HOW TO COMPLETE THIS TASK
Please repeat the lines below exactly. Begin with the line containing "pub struct EventEncoder" and go on through the line containing "let error_event: Event<S>".

MATERIAL TO PROCESS
[Start of section]

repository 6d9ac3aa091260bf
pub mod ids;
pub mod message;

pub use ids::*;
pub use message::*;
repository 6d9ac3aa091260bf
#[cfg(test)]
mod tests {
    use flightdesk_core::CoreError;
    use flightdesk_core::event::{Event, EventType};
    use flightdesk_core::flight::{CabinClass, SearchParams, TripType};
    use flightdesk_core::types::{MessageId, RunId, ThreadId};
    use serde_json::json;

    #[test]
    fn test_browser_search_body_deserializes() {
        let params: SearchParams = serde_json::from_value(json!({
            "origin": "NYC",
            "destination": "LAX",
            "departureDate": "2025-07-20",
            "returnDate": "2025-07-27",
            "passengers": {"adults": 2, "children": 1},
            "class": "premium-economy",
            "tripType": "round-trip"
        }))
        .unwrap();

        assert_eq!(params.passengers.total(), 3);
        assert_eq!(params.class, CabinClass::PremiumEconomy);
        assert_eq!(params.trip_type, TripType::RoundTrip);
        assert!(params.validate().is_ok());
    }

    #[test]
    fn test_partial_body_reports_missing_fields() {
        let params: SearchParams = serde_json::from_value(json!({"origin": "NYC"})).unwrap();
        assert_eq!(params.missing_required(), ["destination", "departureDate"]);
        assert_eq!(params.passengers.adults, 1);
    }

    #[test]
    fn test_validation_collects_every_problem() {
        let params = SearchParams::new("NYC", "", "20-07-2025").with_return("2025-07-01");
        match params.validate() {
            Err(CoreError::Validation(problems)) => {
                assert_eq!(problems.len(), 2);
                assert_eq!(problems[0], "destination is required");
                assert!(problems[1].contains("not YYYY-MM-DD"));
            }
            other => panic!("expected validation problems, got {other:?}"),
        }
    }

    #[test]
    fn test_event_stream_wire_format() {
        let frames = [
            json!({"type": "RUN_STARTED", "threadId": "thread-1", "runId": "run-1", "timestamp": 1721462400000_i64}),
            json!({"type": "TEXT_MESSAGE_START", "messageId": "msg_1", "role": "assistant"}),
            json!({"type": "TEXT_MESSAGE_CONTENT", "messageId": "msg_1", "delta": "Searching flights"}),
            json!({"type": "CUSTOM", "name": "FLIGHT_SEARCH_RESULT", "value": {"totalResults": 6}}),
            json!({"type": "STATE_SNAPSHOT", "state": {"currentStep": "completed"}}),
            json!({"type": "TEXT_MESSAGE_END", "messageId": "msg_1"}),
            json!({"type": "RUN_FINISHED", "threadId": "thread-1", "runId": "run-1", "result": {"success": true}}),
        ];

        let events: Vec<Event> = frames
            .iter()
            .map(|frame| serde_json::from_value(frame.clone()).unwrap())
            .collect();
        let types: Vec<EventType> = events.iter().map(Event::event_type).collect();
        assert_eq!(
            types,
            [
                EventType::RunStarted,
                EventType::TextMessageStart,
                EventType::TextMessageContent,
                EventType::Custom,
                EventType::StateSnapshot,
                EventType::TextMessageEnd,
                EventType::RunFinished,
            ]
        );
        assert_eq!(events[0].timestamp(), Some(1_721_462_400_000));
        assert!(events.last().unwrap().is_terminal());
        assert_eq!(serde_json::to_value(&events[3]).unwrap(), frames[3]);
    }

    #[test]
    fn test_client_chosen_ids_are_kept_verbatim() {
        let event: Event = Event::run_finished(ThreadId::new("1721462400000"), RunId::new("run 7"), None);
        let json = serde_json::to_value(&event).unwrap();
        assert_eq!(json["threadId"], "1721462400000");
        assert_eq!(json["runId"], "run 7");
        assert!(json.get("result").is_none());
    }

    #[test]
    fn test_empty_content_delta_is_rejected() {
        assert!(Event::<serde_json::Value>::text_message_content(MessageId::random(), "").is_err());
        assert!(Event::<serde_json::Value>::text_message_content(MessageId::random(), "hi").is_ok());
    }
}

[End of section]
[Start of section]

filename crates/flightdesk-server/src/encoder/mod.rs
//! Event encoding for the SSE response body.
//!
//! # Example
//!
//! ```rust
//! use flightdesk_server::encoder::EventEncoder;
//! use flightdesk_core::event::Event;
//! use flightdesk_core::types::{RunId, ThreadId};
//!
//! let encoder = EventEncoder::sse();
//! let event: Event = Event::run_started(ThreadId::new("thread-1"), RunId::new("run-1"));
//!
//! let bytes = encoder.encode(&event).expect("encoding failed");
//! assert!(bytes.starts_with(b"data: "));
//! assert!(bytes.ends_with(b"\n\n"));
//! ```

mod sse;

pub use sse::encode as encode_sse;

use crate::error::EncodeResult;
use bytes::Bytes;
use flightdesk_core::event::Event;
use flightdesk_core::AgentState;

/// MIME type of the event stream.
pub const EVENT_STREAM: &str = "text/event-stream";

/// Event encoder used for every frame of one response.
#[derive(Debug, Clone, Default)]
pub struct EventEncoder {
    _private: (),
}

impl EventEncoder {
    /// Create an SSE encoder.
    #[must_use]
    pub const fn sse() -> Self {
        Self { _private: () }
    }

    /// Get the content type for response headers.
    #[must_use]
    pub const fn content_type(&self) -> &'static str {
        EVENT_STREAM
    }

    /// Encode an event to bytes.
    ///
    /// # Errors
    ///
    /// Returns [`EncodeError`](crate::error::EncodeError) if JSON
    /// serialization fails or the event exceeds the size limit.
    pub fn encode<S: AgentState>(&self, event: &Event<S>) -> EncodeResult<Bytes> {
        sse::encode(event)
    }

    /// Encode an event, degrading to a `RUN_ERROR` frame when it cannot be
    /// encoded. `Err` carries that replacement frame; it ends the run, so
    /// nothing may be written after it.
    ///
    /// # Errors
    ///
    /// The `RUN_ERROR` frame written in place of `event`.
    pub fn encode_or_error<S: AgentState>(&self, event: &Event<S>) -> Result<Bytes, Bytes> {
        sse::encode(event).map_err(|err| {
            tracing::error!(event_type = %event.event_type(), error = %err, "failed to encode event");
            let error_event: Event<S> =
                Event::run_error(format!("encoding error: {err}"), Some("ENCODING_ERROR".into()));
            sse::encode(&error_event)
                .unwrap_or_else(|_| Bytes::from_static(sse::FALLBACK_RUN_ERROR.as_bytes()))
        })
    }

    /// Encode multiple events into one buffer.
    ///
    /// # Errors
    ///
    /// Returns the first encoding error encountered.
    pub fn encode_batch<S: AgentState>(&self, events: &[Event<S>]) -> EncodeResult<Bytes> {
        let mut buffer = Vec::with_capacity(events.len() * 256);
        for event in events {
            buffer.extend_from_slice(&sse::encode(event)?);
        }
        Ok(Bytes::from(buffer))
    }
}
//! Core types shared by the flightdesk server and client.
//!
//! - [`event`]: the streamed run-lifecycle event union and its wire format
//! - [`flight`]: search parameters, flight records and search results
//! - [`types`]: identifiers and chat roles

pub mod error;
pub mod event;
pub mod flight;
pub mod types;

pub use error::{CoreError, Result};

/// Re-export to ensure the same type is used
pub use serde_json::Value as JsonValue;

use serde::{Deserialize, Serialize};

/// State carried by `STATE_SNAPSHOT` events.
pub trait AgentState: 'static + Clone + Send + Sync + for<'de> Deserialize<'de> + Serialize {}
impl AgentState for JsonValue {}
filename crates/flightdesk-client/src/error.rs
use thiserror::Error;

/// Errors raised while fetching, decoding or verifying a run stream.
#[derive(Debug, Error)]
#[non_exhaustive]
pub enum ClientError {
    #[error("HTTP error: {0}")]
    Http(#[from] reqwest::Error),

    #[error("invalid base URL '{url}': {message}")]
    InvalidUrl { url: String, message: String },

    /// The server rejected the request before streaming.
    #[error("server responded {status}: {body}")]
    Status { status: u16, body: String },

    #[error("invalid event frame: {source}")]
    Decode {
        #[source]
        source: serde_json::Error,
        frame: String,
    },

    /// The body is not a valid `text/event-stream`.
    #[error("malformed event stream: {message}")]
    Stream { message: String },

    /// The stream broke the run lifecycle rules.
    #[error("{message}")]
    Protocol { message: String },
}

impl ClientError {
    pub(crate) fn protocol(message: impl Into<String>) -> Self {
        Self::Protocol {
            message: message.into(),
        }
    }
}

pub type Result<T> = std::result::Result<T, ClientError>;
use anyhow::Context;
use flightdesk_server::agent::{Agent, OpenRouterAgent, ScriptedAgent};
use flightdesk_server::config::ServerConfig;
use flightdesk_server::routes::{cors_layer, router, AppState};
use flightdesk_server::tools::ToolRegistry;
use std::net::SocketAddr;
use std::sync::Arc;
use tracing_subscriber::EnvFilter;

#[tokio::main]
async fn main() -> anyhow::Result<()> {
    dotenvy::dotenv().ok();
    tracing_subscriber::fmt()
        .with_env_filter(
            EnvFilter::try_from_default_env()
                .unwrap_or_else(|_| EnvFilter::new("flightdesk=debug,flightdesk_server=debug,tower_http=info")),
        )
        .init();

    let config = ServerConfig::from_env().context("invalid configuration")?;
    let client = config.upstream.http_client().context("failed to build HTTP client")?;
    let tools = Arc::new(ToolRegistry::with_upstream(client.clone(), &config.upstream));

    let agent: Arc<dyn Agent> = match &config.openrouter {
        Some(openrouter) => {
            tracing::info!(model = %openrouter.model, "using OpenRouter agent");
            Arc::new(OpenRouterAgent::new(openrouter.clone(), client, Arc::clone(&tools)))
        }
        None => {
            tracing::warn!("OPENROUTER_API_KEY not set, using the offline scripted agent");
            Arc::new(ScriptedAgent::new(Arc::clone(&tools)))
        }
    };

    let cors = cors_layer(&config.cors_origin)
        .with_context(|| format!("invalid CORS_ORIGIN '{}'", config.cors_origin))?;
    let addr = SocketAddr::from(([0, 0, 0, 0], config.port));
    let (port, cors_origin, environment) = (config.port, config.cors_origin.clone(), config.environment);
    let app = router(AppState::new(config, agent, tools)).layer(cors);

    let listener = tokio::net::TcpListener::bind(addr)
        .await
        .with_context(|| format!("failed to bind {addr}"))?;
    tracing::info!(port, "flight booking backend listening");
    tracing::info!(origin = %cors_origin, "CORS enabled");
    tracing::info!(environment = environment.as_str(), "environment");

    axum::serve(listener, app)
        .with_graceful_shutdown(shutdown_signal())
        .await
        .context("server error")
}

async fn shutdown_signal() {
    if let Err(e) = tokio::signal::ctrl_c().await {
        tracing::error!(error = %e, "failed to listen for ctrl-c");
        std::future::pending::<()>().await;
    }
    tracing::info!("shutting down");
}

[End of section]

ANSWER AREA
pub struct EventEncoder {
    _private: (),
}

impl EventEncoder {
    /// Create an SSE encoder.
    #[must_use]
    pub const fn sse() -> Self {
        Self { _private: () }
    }

    /// Get the content type for response headers.
    #[must_use]
    pub const fn content_type(&self) -> &'static str {
        EVENT_STREAM
    }

    /// Encode an event to bytes.
    ///
    /// # Errors
    ///
    /// Returns [`EncodeError`](crate::error::EncodeError) if JSON
    /// serialization fails or the event exceeds the size limit.
    pub fn encode<S: AgentState>(&self, event: &Event<S>) -> EncodeResult<Bytes> {
        sse::encode(event)
    }

    /// Encode an event, degrading to a `RUN_ERROR` frame when it cannot be
    /// encoded. `Err` carries that replacement frame; it ends the run, so
    /// nothing may be written after it.
    ///
    /// # Errors
    ///
    /// The `RUN_ERROR` frame written in place of `event`.
    pub fn encode_or_error<S: AgentState>(&self, event: &Event<S>) -> Result<Bytes, Bytes> {
        sse::encode(event).map_err(|err| {
            tracing::error!(event_type = %event.event_type(), error = %err, "failed to encode event");
            let error_event: Event<S> =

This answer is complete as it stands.